Fooled by Randomness by Nassim Nicholas Taleb
Taleb sets forth the idea that modern humans are often unaware of the very existence of randomness. They tend to explain random outcomes as non-random.
Some years ago, I had a colleague who organized a Mark 6 pool among friends. They had a database of previous Mark 6 results and from it derived that some numbers were more easily drawn than others. They then collectively bet on such numbers which they believed would have a higher probability of winning. I asked him the basis of his action. He explained that the fact some numbers appeared more frequently was real as proven by the statistics. The reason could be the material of the paint of different colour, the difference in the shape of the numbers painted, or their different position before drawing. Although the factors would be too complex to compute, the results shown in the statistics were sufficient to show the bias. By the time I left the department, the pool was still losing money.
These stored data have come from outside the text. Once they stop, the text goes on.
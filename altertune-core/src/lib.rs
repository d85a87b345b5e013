// altertune-core/src/lib.rs

//! The core logic for exploring alternative string tunings.
//! This crate turns a tuning, a fingering and a looping arpeggio pattern
//! into precisely timed plucked notes, and plays them in real time.
//! It is completely headless and contains no UI code.

pub mod audio;
pub mod config;
pub mod expander;
pub mod pattern;
pub mod pitch;
pub mod player;
pub mod presets;
pub mod scheduler;
pub mod session;
pub mod sink;
pub mod synth;
pub mod timeline;
pub mod transport;
pub mod tuning;

pub use config::SchedulerConfig;
pub use expander::{PatternExpander, Window};
pub use player::Player;
pub use session::{Session, SessionFile, SharedSession};

/// A single note ready for the audio backend.
///
/// Produced fresh for every scheduling window and never changed afterwards.
#[derive(Debug, Clone, Copy, PartialEq)]
pub struct ScheduledNote {
    /// Onset on the shared timeline, in seconds.
    pub time: f64,
    /// Sounding frequency in Hz.
    pub frequency: f64,
    /// Loudness, 0.0 to 1.0.
    pub velocity: f64,
    /// Envelope length in seconds. The backend may ring slightly longer.
    pub length_seconds: f64,
}
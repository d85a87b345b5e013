//! # Fingering Presets Module
//!
//! Named fingerings kept in a key-value store, filterable by string count.
//! Two stores are provided: an in-memory one and a single JSON file.

use crate::tuning::Fingering;
use anyhow::{Context, Result};
use serde::{Deserialize, Serialize};
use std::collections::BTreeMap;
use std::fs;
use std::io::Write;
use std::path::{Path, PathBuf};
use std::time::{SystemTime, UNIX_EPOCH};

/// A saved fingering. Timestamps are milliseconds since the Unix epoch.
#[derive(Debug, Clone, PartialEq, Serialize, Deserialize)]
#[serde(rename_all = "camelCase")]
pub struct FingeringPreset {
    pub id: String,
    pub name: String,
    pub strings_count: usize,
    pub fingering: Fingering,
    #[serde(default, skip_serializing_if = "Option::is_none")]
    pub tuning_name: Option<String>,
    pub created_at: u64,
    pub updated_at: u64,
}

/// Storage contract for fingering presets.
pub trait PresetStore {
    /// All presets, most recently updated first.
    fn list(&self) -> Result<Vec<FingeringPreset>>;

    fn get(&self, id: &str) -> Result<Option<FingeringPreset>>;

    /// Creates a preset, or overwrites the one with `id`, keeping its creation time.
    fn save(
        &mut self,
        name: &str,
        fingering: &Fingering,
        strings_count: usize,
        tuning_name: Option<&str>,
        id: Option<&str>,
    ) -> Result<FingeringPreset>;

    /// Renames a preset. Unknown ids are ignored.
    fn rename(&mut self, id: &str, name: &str) -> Result<()>;

    fn remove(&mut self, id: &str) -> Result<()>;

    /// Presets made for an instrument with `strings_count` strings.
    fn list_for_strings(&self, strings_count: usize) -> Result<Vec<FingeringPreset>> {
        let mut presets = self.list()?;
        presets.retain(|p| p.strings_count == strings_count);
        Ok(presets)
    }
}

fn now_millis() -> u64 {
    SystemTime::now()
        .duration_since(UNIX_EPOCH)
        .map(|d| d.as_millis() as u64)
        .unwrap_or(0)
}

/// Presets keyed by id; the shared logic behind both stores.
#[derive(Debug, Clone, Default, Serialize, Deserialize)]
#[serde(transparent)]
struct PresetTable {
    presets: BTreeMap<String, FingeringPreset>,
}

impl PresetTable {
    fn sorted(&self) -> Vec<FingeringPreset> {
        let mut presets: Vec<FingeringPreset> = self.presets.values().cloned().collect();
        presets.sort_by(|a, b| b.updated_at.cmp(&a.updated_at));
        presets
    }

    fn upsert(
        &mut self,
        name: &str,
        fingering: &Fingering,
        strings_count: usize,
        tuning_name: Option<&str>,
        id: Option<&str>,
    ) -> FingeringPreset {
        let now = now_millis();
        let id = id
            .map(str::to_owned)
            .unwrap_or_else(|| uuid::Uuid::new_v4().to_string());
        let created_at = self.presets.get(&id).map_or(now, |p| p.created_at);
        let preset = FingeringPreset {
            id: id.clone(),
            name: name.to_owned(),
            strings_count,
            fingering: fingering.clone(),
            tuning_name: tuning_name.map(str::to_owned),
            created_at,
            updated_at: now,
        };
        self.presets.insert(id, preset.clone());
        preset
    }

    fn rename(&mut self, id: &str, name: &str) -> bool {
        match self.presets.get_mut(id) {
            Some(preset) => {
                preset.name = name.to_owned();
                preset.updated_at = now_millis().max(preset.updated_at);
                true
            }
            None => false,
        }
    }

    fn remove(&mut self, id: &str) -> bool {
        self.presets.remove(id).is_some()
    }
}

/// Presets that live as long as the process.
#[derive(Debug, Clone, Default)]
pub struct MemoryPresetStore {
    table: PresetTable,
}

impl MemoryPresetStore {
    pub fn new() -> Self {
        Self::default()
    }
}

impl PresetStore for MemoryPresetStore {
    fn list(&self) -> Result<Vec<FingeringPreset>> {
        Ok(self.table.sorted())
    }

    fn get(&self, id: &str) -> Result<Option<FingeringPreset>> {
        Ok(self.table.presets.get(id).cloned())
    }

    fn save(
        &mut self,
        name: &str,
        fingering: &Fingering,
        strings_count: usize,
        tuning_name: Option<&str>,
        id: Option<&str>,
    ) -> Result<FingeringPreset> {
        Ok(self.table.upsert(name, fingering, strings_count, tuning_name, id))
    }

    fn rename(&mut self, id: &str, name: &str) -> Result<()> {
        self.table.rename(id, name);
        Ok(())
    }

    fn remove(&mut self, id: &str) -> Result<()> {
        self.table.remove(id);
        Ok(())
    }
}

/// Presets persisted as one JSON object keyed by id.
///
/// Every write replaces the file atomically through a temporary file in the
/// same directory.
#[derive(Debug, Clone)]
pub struct JsonPresetStore {
    path: PathBuf,
}

impl JsonPresetStore {
    pub fn new(path: impl Into<PathBuf>) -> Self {
        Self { path: path.into() }
    }

    pub fn path(&self) -> &Path {
        &self.path
    }

    fn load(&self) -> Result<PresetTable> {
        if !self.path.exists() {
            return Ok(PresetTable::default());
        }
        let text = fs::read_to_string(&self.path)
            .with_context(|| format!("Failed to read presets from {}", self.path.display()))?;
        serde_json::from_str(&text)
            .with_context(|| format!("Invalid preset file {}", self.path.display()))
    }

    fn store(&self, table: &PresetTable) -> Result<()> {
        let dir = match self.path.parent() {
            Some(dir) if !dir.as_os_str().is_empty() => dir.to_path_buf(),
            _ => PathBuf::from("."),
        };
        fs::create_dir_all(&dir)
            .with_context(|| format!("Failed to create preset directory {}", dir.display()))?;
        let mut tmp = tempfile::NamedTempFile::new_in(&dir)?;
        serde_json::to_writer_pretty(&mut tmp, table)?;
        tmp.flush()?;
        tmp.persist(&self.path)
            .with_context(|| format!("Failed to write presets to {}", self.path.display()))?;
        Ok(())
    }

    fn modify<R>(&self, edit: impl FnOnce(&mut PresetTable) -> R) -> Result<R> {
        let mut table = self.load()?;
        let result = edit(&mut table);
        self.store(&table)?;
        Ok(result)
    }
}

impl PresetStore for JsonPresetStore {
    fn list(&self) -> Result<Vec<FingeringPreset>> {
        Ok(self.load()?.sorted())
    }

    fn get(&self, id: &str) -> Result<Option<FingeringPreset>> {
        Ok(self.load()?.presets.remove(id))
    }

    fn save(
        &mut self,
        name: &str,
        fingering: &Fingering,
        strings_count: usize,
        tuning_name: Option<&str>,
        id: Option<&str>,
    ) -> Result<FingeringPreset> {
        let preset =
            self.modify(|table| table.upsert(name, fingering, strings_count, tuning_name, id))?;
        log::info!(target: "presets", "Saved preset {:?} ({})", preset.name, preset.id);
        Ok(preset)
    }

    fn rename(&mut self, id: &str, name: &str) -> Result<()> {
        let mut table = self.load()?;
        if table.rename(id, name) {
            self.store(&table)?;
        } else {
            log::debug!(target: "presets", "Rename of unknown preset {} ignored", id);
        }
        Ok(())
    }

    fn remove(&mut self, id: &str) -> Result<()> {
        if self.modify(|table| table.remove(id))? {
            log::info!(target: "presets", "Deleted preset {}", id);
        }
        Ok(())
    }
}

#[cfg(test)]
mod tests {
    use super::*;

    fn exercise(store: &mut dyn PresetStore) {
        let open = Fingering::open(6);
        let drop_d = Fingering::from_frets([0, 2, 2, 1, 0, 0]);
        let a = store.save("Open", &open, 6, Some("Standard (EADGBE)"), None).unwrap();
        let b = store.save("Seven", &Fingering::open(7), 7, None, Some("seven")).unwrap();
        assert_eq!(b.id, "seven");
        assert_eq!(store.list().unwrap().len(), 2);

        let six = store.list_for_strings(6).unwrap();
        assert_eq!(six.len(), 1);
        assert_eq!(six[0].id, a.id);

        let overwritten = store.save("E major", &drop_d, 6, None, Some(a.id.as_str())).unwrap();
        assert_eq!(overwritten.created_at, a.created_at);
        assert_eq!(store.get(&a.id).unwrap().unwrap().fingering, drop_d);

        store.rename(&a.id, "E shape").unwrap();
        assert_eq!(store.get(&a.id).unwrap().unwrap().name, "E shape");
        store.rename("missing", "whatever").unwrap();

        store.remove("seven").unwrap();
        assert!(store.get("seven").unwrap().is_none());
        assert_eq!(store.list().unwrap().len(), 1);
    }

    #[test]
    fn memory_store_contract() {
        exercise(&mut MemoryPresetStore::new());
    }

    #[test]
    fn json_store_contract() {
        let dir = tempfile::tempdir().unwrap();
        exercise(&mut JsonPresetStore::new(dir.path().join("nested").join("presets.json")));
    }

    #[test]
    fn json_store_persists_across_instances() {
        let dir = tempfile::tempdir().unwrap();
        let path = dir.path().join("presets.json");
        let saved = JsonPresetStore::new(&path)
            .save("Mute low", &Fingering::from_frets([-1, 0, 0]), 3, None, None)
            .unwrap();
        let reopened = JsonPresetStore::new(&path);
        assert_eq!(reopened.get(&saved.id).unwrap(), Some(saved));
    }

    #[test]
    fn list_is_newest_first() {
        let mut store = MemoryPresetStore::new();
        store.table.presets.insert(
            "old".into(),
            FingeringPreset {
                id: "old".into(),
                name: "old".into(),
                strings_count: 6,
                fingering: Fingering::open(6),
                tuning_name: None,
                created_at: 1,
                updated_at: 1,
            },
        );
        store.save("new", &Fingering::open(6), 6, None, None).unwrap();
        let names: Vec<String> = store.list().unwrap().into_iter().map(|p| p.name).collect();
        assert_eq!(names, vec!["new", "old"]);
    }
}
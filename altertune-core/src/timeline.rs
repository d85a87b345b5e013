//! Clocks the scheduler and the audio backend agree on.

use std::sync::Arc;
use std::sync::atomic::{AtomicU64, Ordering};
use std::time::Instant;

/// A monotonic clock in fractional seconds.
///
/// The scheduler and the note sink must read the same timeline, or onsets drift.
pub trait Timeline: Send + Sync {
    fn now(&self) -> f64;
}

impl<T: Timeline + ?Sized> Timeline for Arc<T> {
    fn now(&self) -> f64 {
        (**self).now()
    }
}

/// Seconds since construction, from the OS monotonic clock.
#[derive(Debug, Clone, Copy)]
pub struct SystemTimeline {
    origin: Instant,
}

impl SystemTimeline {
    pub fn new() -> Self {
        Self {
            origin: Instant::now(),
        }
    }
}

impl Default for SystemTimeline {
    fn default() -> Self {
        Self::new()
    }
}

impl Timeline for SystemTimeline {
    fn now(&self) -> f64 {
        self.origin.elapsed().as_secs_f64()
    }
}

/// A clock that only moves when told to. Clones share the same time.
#[derive(Debug, Clone, Default)]
pub struct ManualTimeline(Arc<AtomicU64>);

impl ManualTimeline {
    pub fn new(start: f64) -> Self {
        Self(Arc::new(AtomicU64::new(start.to_bits())))
    }

    pub fn set(&self, t: f64) {
        self.0.store(t.to_bits(), Ordering::SeqCst);
    }

    pub fn advance(&self, dt: f64) {
        self.set(self.now() + dt);
    }
}

impl Timeline for ManualTimeline {
    fn now(&self) -> f64 {
        f64::from_bits(self.0.load(Ordering::SeqCst))
    }
}
//! # Audio Output Module
//!
//! Real-time playback through CPAL (Cross-Platform Audio Library).
//!
//! ## Features
//! - Automatic output device and format selection
//! - A sample-counting clock that doubles as the scheduler's [`Timeline`]
//! - Lock-free note hand-off from the scheduler to the audio callback

use crate::{ScheduledNote, synth::PluckSynth, timeline::Timeline};
use anyhow::{Result, anyhow};
use cpal::SupportedStreamConfigRange;
use cpal::traits::{DeviceTrait, HostTrait, StreamTrait};
use crossbeam_channel::Sender;
use std::sync::Arc;
use std::sync::atomic::{AtomicU64, Ordering};

/// Preferred output sample rate.
pub const TARGET_SAMPLE_RATE: u32 = 44_100;

/// Maximum number of notes waiting for the audio callback.
const NOTE_QUEUE_CAPACITY: usize = 8192;

/// Timeline driven by the number of frames the output stream has rendered.
#[derive(Debug)]
pub struct AudioClock {
    frames: AtomicU64,
    sample_rate: u32,
}

impl AudioClock {
    pub fn new(sample_rate: u32) -> Self {
        Self {
            frames: AtomicU64::new(0),
            sample_rate,
        }
    }

    pub fn sample_rate(&self) -> u32 {
        self.sample_rate
    }

    /// Timestamp of the next frame, then moves the clock one frame forward.
    fn advance(&self) -> f64 {
        let frame = self.frames.fetch_add(1, Ordering::Relaxed);
        frame as f64 / self.sample_rate as f64
    }
}

impl Timeline for AudioClock {
    fn now(&self) -> f64 {
        self.frames.load(Ordering::Relaxed) as f64 / self.sample_rate as f64
    }
}

/// A running output stream plus the handles the scheduler needs.
pub struct AudioOutput {
    stream: cpal::Stream,
    clock: Arc<AudioClock>,
    notes: Sender<ScheduledNote>,
}

impl AudioOutput {
    /// Shared clock of the stream.
    pub fn timeline(&self) -> Arc<AudioClock> {
        Arc::clone(&self.clock)
    }

    /// A note sink feeding this stream.
    pub fn sink(&self) -> Sender<ScheduledNote> {
        self.notes.clone()
    }

    pub fn sample_rate(&self) -> u32 {
        self.clock.sample_rate()
    }

    pub fn pause(&self) -> Result<()> {
        self.stream.pause()?;
        Ok(())
    }
}

/// Opens the default output device and starts rendering plucked notes.
///
/// The stream is already playing when this returns, so the clock is running
/// before the first scheduler window is requested.
pub fn start_audio_output() -> Result<AudioOutput> {
    let host = cpal::default_host();
    let device = host
        .default_output_device()
        .ok_or_else(|| anyhow!("No output device available"))?;

    log::info!(target: "audio", "Using audio output device: {}", device.name()?);

    let configs = device.supported_output_configs()?.collect::<Vec<_>>();
    let supported_config = find_supported_config(configs, TARGET_SAMPLE_RATE)
        .ok_or_else(|| anyhow!("No suitable f32 output format found"))?;

    let target = TARGET_SAMPLE_RATE
        .clamp(supported_config.min_sample_rate().0, supported_config.max_sample_rate().0);
    let config = supported_config.with_sample_rate(cpal::SampleRate(target));
    let sample_rate = config.sample_rate().0;
    let config: cpal::StreamConfig = config.into();
    let channels = config.channels as usize;

    log::info!(target: "audio", "Selected sample rate: {} Hz, {} channel(s)", sample_rate, channels);

    let clock = Arc::new(AudioClock::new(sample_rate));
    let (notes_tx, notes_rx) = crossbeam_channel::bounded::<ScheduledNote>(NOTE_QUEUE_CAPACITY);
    let mut synth = PluckSynth::new(sample_rate);
    let render_clock = Arc::clone(&clock);

    let err_fn = |err| log::error!(target: "audio", "An error occurred on the audio stream: {}", err);

    let stream = device.build_output_stream(
        &config,
        move |data: &mut [f32], _: &cpal::OutputCallbackInfo| {
            for note in notes_rx.try_iter() {
                synth.trigger(note);
            }
            for frame in data.chunks_mut(channels) {
                let sample = synth.next_sample(render_clock.advance());
                frame.fill(sample);
            }
        },
        err_fn,
        None,
    )?;

    stream.play()?;

    Ok(AudioOutput {
        stream,
        clock,
        notes: notes_tx,
    })
}

/// Picks an f32 output configuration, preferring mono or stereo and the
/// range closest to `target_rate`.
fn find_supported_config(
    configs: Vec<SupportedStreamConfigRange>,
    target_rate: u32,
) -> Option<SupportedStreamConfigRange> {
    configs
        .into_iter()
        .filter(|c| c.sample_format() == cpal::SampleFormat::F32 && c.channels() >= 1)
        .min_by_key(|c| {
            let covers = c.min_sample_rate().0 <= target_rate && target_rate <= c.max_sample_rate().0;
            let min_diff = (c.min_sample_rate().0 as i64 - target_rate as i64).abs();
            let max_diff = (c.max_sample_rate().0 as i64 - target_rate as i64).abs();
            let rate_penalty = if covers { 0 } else { min_diff.min(max_diff) };
            (rate_penalty, c.channels() > 2, c.channels())
        })
}

#[cfg(test)]
mod tests {
    use super::*;

    #[test]
    fn clock_counts_rendered_frames() {
        let clock = AudioClock::new(4);
        assert_eq!(clock.now(), 0.0);
        assert_eq!(clock.advance(), 0.0);
        assert_eq!(clock.advance(), 0.25);
        assert_eq!(clock.now(), 0.5);
    }
}
//! # AlterTune - Command-line Player
//!
//! Plays a looping arpeggio over an alternative string tuning and manages
//! saved fingering presets.
//!
//! ## Architecture
//! - **Main Thread**: argument parsing, session loading, waiting for the user
//! - **Scheduler Thread**: lookahead scheduling of plucked notes
//! - **Audio Callback**: CPAL output stream rendering the notes
//! - **Communication**: Crossbeam channel from scheduler to audio callback

use altertune_core::{
    Player, SessionFile, SharedSession,
    audio,
    presets::{FingeringPreset, JsonPresetStore, PresetStore},
    tuning::Fingering,
};
use anyhow::{Context, Result, anyhow};
use clap::{Parser, Subcommand};
use std::io::{self, BufRead};
use std::path::{Path, PathBuf};
use std::time::Duration;

#[derive(Parser, Debug)]
#[command(name = "altertune")]
#[command(version = env!("CARGO_PKG_VERSION"))]
#[command(about = "Explore alternative string tunings by ear", long_about = None)]
struct Args {
    #[command(subcommand)]
    command: Commands,
}

#[derive(Subcommand, Debug)]
enum Commands {
    /// Play a session until Enter is pressed or the duration runs out
    Play {
        /// Session file (JSON); the built-in standard-tuning session if omitted
        #[arg(short, long, value_name = "FILE")]
        session: Option<PathBuf>,

        /// Stop after this many seconds
        #[arg(long)]
        seconds: Option<f64>,

        /// Override the session tempo
        #[arg(long)]
        bpm: Option<f64>,

        /// Use the fingering of a saved preset
        #[arg(long, value_name = "ID")]
        preset: Option<String>,

        /// Preset store file
        #[arg(long, value_name = "FILE")]
        store: Option<PathBuf>,
    },

    /// Write the built-in session to a file as a starting point for editing
    Init {
        #[arg(value_name = "FILE")]
        path: PathBuf,
    },

    /// Manage saved fingerings
    Presets {
        /// Preset store file
        #[arg(long, value_name = "FILE")]
        store: Option<PathBuf>,

        #[command(subcommand)]
        action: PresetCommand,
    },
}

#[derive(Subcommand, Debug)]
enum PresetCommand {
    /// List presets, newest first
    List {
        /// Only presets for this many strings
        #[arg(long)]
        strings: Option<usize>,
    },
    /// Save a fingering given as comma-separated frets (x or -1 mutes), or from a session file
    Save {
        name: String,
        #[arg(long, allow_hyphen_values = true, conflicts_with = "session")]
        frets: Option<String>,
        /// Take the fingering and tuning name from a session file
        #[arg(long, value_name = "FILE")]
        session: Option<PathBuf>,
        /// Overwrite the preset with this id
        #[arg(long)]
        id: Option<String>,
    },
    /// Rename a preset
    Rename { id: String, name: String },
    /// Delete a preset
    Delete { id: String },
}

fn main() -> Result<()> {
    env_logger::Builder::from_env(env_logger::Env::default().default_filter_or("info")).init();
    let args = Args::parse();

    match args.command {
        Commands::Play {
            session,
            seconds,
            bpm,
            preset,
            store,
        } => play(session.as_deref(), seconds, bpm, preset.as_deref(), store),
        Commands::Init { path } => {
            SessionFile::default().save(&path)?;
            log::info!("Wrote default session to {}", path.display());
            Ok(())
        }
        Commands::Presets { store, action } => {
            let mut store = JsonPresetStore::new(store_path(store)?);
            run_preset_command(&mut store, action)
        }
    }
}

/// Default preset location under the user's data directory.
fn store_path(explicit: Option<PathBuf>) -> Result<PathBuf> {
    match explicit {
        Some(path) => Ok(path),
        None => dirs::data_dir()
            .map(|dir| dir.join("altertune").join("fingerings.json"))
            .ok_or_else(|| anyhow!("No data directory available; pass --store")),
    }
}

fn load_session(path: Option<&Path>) -> Result<SessionFile> {
    match path {
        Some(path) => SessionFile::load(path),
        None => Ok(SessionFile::default()),
    }
}

fn play(
    session_path: Option<&Path>,
    seconds: Option<f64>,
    bpm: Option<f64>,
    preset: Option<&str>,
    store: Option<PathBuf>,
) -> Result<()> {
    let SessionFile { session, scheduler } = load_session(session_path)?;
    let session = SharedSession::new(session);

    if let Some(id) = preset {
        let store = JsonPresetStore::new(store_path(store)?);
        let preset = store
            .get(id)?
            .ok_or_else(|| anyhow!("No preset with id {}", id))?;
        apply_preset(&session, &preset);
    }

    let output = audio::start_audio_output().context("Failed to start audio output")?;
    let mut player = Player::new(session, output.timeline(), output.sink(), scheduler)?;
    if let Some(bpm) = bpm {
        player.set_bpm(bpm);
    }

    {
        let session = player.session().read();
        log::info!(
            "Playing {} at {} BPM, frets {:?}",
            session.tuning.name.as_deref().unwrap_or("custom tuning"),
            session.transport.bpm,
            session.fingering.frets
        );
    }
    player.play();

    match seconds {
        Some(seconds) if seconds.is_finite() && seconds > 0.0 => {
            std::thread::sleep(Duration::from_secs_f64(seconds));
        }
        _ => {
            println!("Press Enter to stop.");
            let mut line = String::new();
            io::stdin().lock().read_line(&mut line)?;
        }
    }

    player.stop();
    let stats = player.stats();
    log::info!(
        "Stopped after {} ticks ({} skipped), {} notes, {} capped windows",
        stats.ticks,
        stats.skipped_ticks,
        stats.notes_delivered,
        player.cap_hits()
    );
    // Let the last notes ring out.
    std::thread::sleep(Duration::from_millis(300));
    output.pause()?;
    Ok(())
}

fn apply_preset(session: &SharedSession, preset: &FingeringPreset) {
    session.update(|s| {
        if preset.strings_count != s.tuning.string_count() {
            log::warn!(
                "Preset {:?} is for {} strings, the tuning has {}",
                preset.name,
                preset.strings_count,
                s.tuning.string_count()
            );
        }
        s.fingering = preset.fingering.clone();
    });
    log::info!("Using fingering preset {:?}", preset.name);
}

fn parse_frets(text: &str) -> Result<Fingering> {
    let frets = text
        .split(',')
        .map(|f| match f.trim() {
            "x" | "X" => Ok(-1),
            f => f
                .parse::<i32>()
                .with_context(|| format!("Invalid fret {:?}", f)),
        })
        .collect::<Result<Vec<_>>>()?;
    let mut fingering = Fingering::default();
    for (i, fret) in frets.into_iter().enumerate() {
        fingering.set_fret(i, fret);
    }
    Ok(fingering)
}

fn run_preset_command(store: &mut dyn PresetStore, action: PresetCommand) -> Result<()> {
    match action {
        PresetCommand::List { strings } => {
            let presets = match strings {
                Some(n) => store.list_for_strings(n)?,
                None => store.list()?,
            };
            for preset in presets {
                println!(
                    "{}  {:<24} {} strings  {:?}{}",
                    preset.id,
                    preset.name,
                    preset.strings_count,
                    preset.fingering.frets,
                    preset
                        .tuning_name
                        .map(|t| format!("  ({})", t))
                        .unwrap_or_default()
                );
            }
        }
        PresetCommand::Save {
            name,
            frets,
            session,
            id,
        } => {
            let (fingering, strings_count, tuning_name) = match (frets, session) {
                (Some(frets), _) => {
                    let fingering = parse_frets(&frets)?;
                    let count = fingering.frets.len();
                    (fingering, count, None)
                }
                (None, path) => {
                    let file = load_session(path.as_deref())?;
                    let tuning = file.session.tuning;
                    (file.session.fingering, tuning.string_count(), tuning.name)
                }
            };
            let preset = store.save(
                &name,
                &fingering,
                strings_count,
                tuning_name.as_deref(),
                id.as_deref(),
            )?;
            println!("{}", preset.id);
        }
        PresetCommand::Rename { id, name } => store.rename(&id, &name)?,
        PresetCommand::Delete { id } => store.remove(&id)?,
    }
    Ok(())
}

#[cfg(test)]
mod tests {
    use super::*;
    use altertune_core::presets::MemoryPresetStore;

    #[test]
    fn parses_fret_lists() {
        assert_eq!(parse_frets("x,3,2,0,1,0").unwrap().frets, vec![-1, 3, 2, 0, 1, 0]);
        assert_eq!(parse_frets(" -1, 30 ").unwrap().frets, vec![-1, 24]);
        assert!(parse_frets("0,a").is_err());
    }

    #[test]
    fn save_from_frets_records_string_count() {
        let mut store = MemoryPresetStore::new();
        run_preset_command(
            &mut store,
            PresetCommand::Save {
                name: "C major".into(),
                frets: Some("x,3,2,0,1,0".into()),
                session: None,
                id: Some("c".into()),
            },
        )
        .unwrap();
        let preset = store.get("c").unwrap().unwrap();
        assert_eq!(preset.strings_count, 6);
        assert_eq!(preset.fingering.frets[0], -1);
    }

    #[test]
    fn cli_arguments_parse() {
        let args = Args::try_parse_from(["altertune", "play", "--seconds", "2", "--bpm", "90"]).unwrap();
        assert!(matches!(
            args.command,
            Commands::Play { seconds: Some(s), bpm: Some(b), .. } if s == 2.0 && b == 90.0
        ));
        let args =
            Args::try_parse_from(["altertune", "presets", "save", "Mute", "--frets", "-1,0,0"]).unwrap();
        assert!(matches!(args.command, Commands::Presets { action: PresetCommand::Save { .. }, .. }));
    }

    #[test]
    fn preset_fingering_replaces_the_session_fingering() {
        let session = SharedSession::default();
        let mut store = MemoryPresetStore::new();
        let preset = store
            .save("Barre", &Fingering::from_frets([5, 7, 7, 6, 5, 5]), 6, None, None)
            .unwrap();
        apply_preset(&session, &preset);
        assert_eq!(session.read().fingering.frets, vec![5, 7, 7, 6, 5, 5]);
    }
}
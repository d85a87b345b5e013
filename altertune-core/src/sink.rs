//! Destinations for scheduled notes.

use crate::ScheduledNote;
use crossbeam_channel::{Sender, TrySendError};

/// Something that can make a sound at a future instant of the shared timeline.
pub trait NoteSink: Send {
    /// Start a sound at `time` at `frequency` Hz, loudness `velocity` (0..1),
    /// lasting `length_seconds`.
    fn trigger_note(&mut self, time: f64, frequency: f64, velocity: f64, length_seconds: f64);

    fn deliver(&mut self, note: &ScheduledNote) {
        self.trigger_note(note.time, note.frequency, note.velocity, note.length_seconds);
    }
}

/// Collects notes, mostly useful for offline rendering and tests.
impl NoteSink for Vec<ScheduledNote> {
    fn trigger_note(&mut self, time: f64, frequency: f64, velocity: f64, length_seconds: f64) {
        self.push(ScheduledNote {
            time,
            frequency,
            velocity,
            length_seconds,
        });
    }
}

/// Forwards notes to another thread, typically an audio callback.
/// A full or disconnected channel drops the note.
impl NoteSink for Sender<ScheduledNote> {
    fn trigger_note(&mut self, time: f64, frequency: f64, velocity: f64, length_seconds: f64) {
        let note = ScheduledNote {
            time,
            frequency,
            velocity,
            length_seconds,
        };
        match self.try_send(note) {
            Ok(()) => {}
            Err(TrySendError::Full(_)) => {
                log::warn!(target: "audio", "Note queue full, dropping note at {:.3}", time);
            }
            Err(TrySendError::Disconnected(_)) => {
                log::debug!(target: "audio", "Note receiver gone, dropping note at {:.3}", time);
            }
        }
    }
}

impl<S: NoteSink + ?Sized> NoteSink for Box<S> {
    fn trigger_note(&mut self, time: f64, frequency: f64, velocity: f64, length_seconds: f64) {
        (**self).trigger_note(time, frequency, velocity, length_seconds);
    }
}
It is not a coincident that the essence of the book is exactly on the same thinking. Taleb points out that human beings always overestimate causality, and we tend to view the world as more explainable than it really is. An example used in the book is the performance of stock and option investors. These investors use sophisticated statistical methods to analyze the performance of the market in the past and predict the future. The information they derived from analyzing the past may adequately explained what happened. However, the performance of the market on the following day has no relevance to the past. It is a Brownian movement which only depends on the factors at present. It is actually more random than expected.
For that matter, people always confuse between randomness and causality. The book gives an illustration on the two corresponding sides of such thoughts:
Randomness v Determinism
Probability v Certainty
Belief v Knowledge
Coincident v Law
Forecast v Prophecy
Lucky idiot v Skilled investor
Survivorship bias v Market out-performance
Stochastic variable v Deterministic variable
Noise v Signal
It is not surprising that such thinking would attract objection from the skilled investors. There are a lot of comments on this book defending the reliability and almost certainty of statistical analysis and prediction of market movements. However, from the market performance in recent months, I tend to believe that the market is much more random than we thought.
Since human being developed self-consciousness, or the soul if one likes to call it, we always wonder why things happened. This quest for reasons has also developed into the religion delusion. This innate property of the human mind makes it easy for us to attach reasons, whatever they are, to nearly everything. Thus we are easily fooled by the randomness of nature, which is now beginning to be recognized in modern science such as evolution biology and quantum physics. For the ordinary people, it is useful to reflect on the randomness misconceptions discussed in the book.
There is a survivorship bias in many statistical data we gather. We see the winners and try to learn from them, while forgetting the huge number of losers. The case study used in the book is the survey of the earning ability of the stock and option traders. While a lot of data on the traders in business can be gathered, the survey is actually gathering only the data from the survivors. Data on many traders who lost money and dropped out in the previous years are all ignored. Thus the statistics is unreliable. Let’s say we want to survey among government executive officers on how the university graduates adapt to government work. We are only surveying the survivors of the government recruitment. University graduates who do not make it are all missed. If we conduct a survey in an online forum on the habit of people using computer, we are only surveying those surviving in the forum. Such statistics need to be qualified on their target participants. However, there is a misconception that survey with survivorship bias can be applied universally.
Many probabilities have skewed distributions. Many real life situations do not have a 50% probability like the two sides of a coin, but have unusual and counter-intuitive distributions. People can often be fooled by the fact that they won a bet 50 times and think that they will win next time with absolute certainty. Taleb opines that some aggressive stock and option traders eat like chickens and go to the bathroom like elephants. They earn a steady small income from selling the stocks and options, but when a disaster happens they lose a fortune. They are fooled by the randomness of the market which is hidden from them.
There is the story of black swan on probability, on which Taleb eventually wrote another book. Swans in Europe are white. People may take numerous observations to prove that swans are white. So a fact is established that all swans must be white, and the probability is 100%. However, it only takes one twist in the DNA to turn one swan black and the probability is re-written. In fact, black swans are found in Australasia. The impact of the highly improbable is severe. The more improbable it is, the harder the impact when it happens. Another joke on the false improbability is when Taleb observes an old man everyday to see if he is still alive. For eighty years, there have been about 30,000 observations and the old man is still alive. With such a large number of observations, he could conclude that this old man must be a superman who is highly improbable to die. By the track record, he may even live forever. But it only takes one death to turn the probability to zero. The truly scary thing is that the black swan could be a random event. That means it is capable of happening any time to turn a high probability totally upside down.